-- Problem requirements --
Wherever "SecurityConfig" appears in a line of the listing, that line should be returned.

-- Excerpted records --
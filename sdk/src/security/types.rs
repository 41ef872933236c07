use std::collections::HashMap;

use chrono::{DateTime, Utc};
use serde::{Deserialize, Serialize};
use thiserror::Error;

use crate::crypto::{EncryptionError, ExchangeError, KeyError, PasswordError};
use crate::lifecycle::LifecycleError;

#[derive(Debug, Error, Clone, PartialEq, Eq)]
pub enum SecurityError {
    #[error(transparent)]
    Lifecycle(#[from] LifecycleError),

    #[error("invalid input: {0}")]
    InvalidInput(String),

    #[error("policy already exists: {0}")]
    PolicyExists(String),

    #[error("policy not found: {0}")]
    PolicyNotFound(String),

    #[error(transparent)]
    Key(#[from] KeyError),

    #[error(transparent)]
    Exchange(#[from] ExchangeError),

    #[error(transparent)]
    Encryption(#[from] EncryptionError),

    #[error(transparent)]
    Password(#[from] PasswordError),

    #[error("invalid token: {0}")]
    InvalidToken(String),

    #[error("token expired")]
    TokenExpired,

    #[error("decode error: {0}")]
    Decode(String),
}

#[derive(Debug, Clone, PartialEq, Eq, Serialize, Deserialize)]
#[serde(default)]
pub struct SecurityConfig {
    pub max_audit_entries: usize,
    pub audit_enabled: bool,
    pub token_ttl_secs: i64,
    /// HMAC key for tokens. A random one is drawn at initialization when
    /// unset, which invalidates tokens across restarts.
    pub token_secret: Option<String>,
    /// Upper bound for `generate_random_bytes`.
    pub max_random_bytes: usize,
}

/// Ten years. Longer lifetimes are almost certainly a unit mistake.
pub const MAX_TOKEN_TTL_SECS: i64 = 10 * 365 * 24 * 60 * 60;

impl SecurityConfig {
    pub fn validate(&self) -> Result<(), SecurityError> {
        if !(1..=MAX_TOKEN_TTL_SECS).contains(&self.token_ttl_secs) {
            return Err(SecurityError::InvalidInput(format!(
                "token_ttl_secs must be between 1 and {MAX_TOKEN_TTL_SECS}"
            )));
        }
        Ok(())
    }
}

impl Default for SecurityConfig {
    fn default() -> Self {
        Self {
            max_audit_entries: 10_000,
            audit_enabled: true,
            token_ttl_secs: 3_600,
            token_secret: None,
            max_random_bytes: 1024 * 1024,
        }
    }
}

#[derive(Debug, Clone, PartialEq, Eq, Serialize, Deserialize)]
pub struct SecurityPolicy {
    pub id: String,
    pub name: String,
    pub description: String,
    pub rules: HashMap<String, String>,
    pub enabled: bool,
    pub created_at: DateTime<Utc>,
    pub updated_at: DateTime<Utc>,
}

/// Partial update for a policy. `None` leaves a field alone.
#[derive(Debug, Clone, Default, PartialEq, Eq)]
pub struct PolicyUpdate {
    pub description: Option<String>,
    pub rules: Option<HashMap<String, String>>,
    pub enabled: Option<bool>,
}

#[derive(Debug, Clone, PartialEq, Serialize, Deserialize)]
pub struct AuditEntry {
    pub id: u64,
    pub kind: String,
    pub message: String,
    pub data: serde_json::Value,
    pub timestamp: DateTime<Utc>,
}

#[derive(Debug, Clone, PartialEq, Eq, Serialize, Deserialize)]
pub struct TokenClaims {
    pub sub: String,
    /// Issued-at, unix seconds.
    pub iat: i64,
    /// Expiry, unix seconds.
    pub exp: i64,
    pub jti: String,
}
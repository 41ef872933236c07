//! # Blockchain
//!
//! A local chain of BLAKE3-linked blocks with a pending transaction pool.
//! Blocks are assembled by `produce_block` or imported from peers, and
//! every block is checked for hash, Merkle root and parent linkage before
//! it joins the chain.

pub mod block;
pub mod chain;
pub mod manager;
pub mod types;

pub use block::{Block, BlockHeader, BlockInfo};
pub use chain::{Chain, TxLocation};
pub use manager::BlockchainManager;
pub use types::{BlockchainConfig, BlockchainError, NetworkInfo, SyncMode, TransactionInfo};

-- Written answer --
pub struct SecurityConfig {
impl SecurityConfig {
impl Default for SecurityConfig {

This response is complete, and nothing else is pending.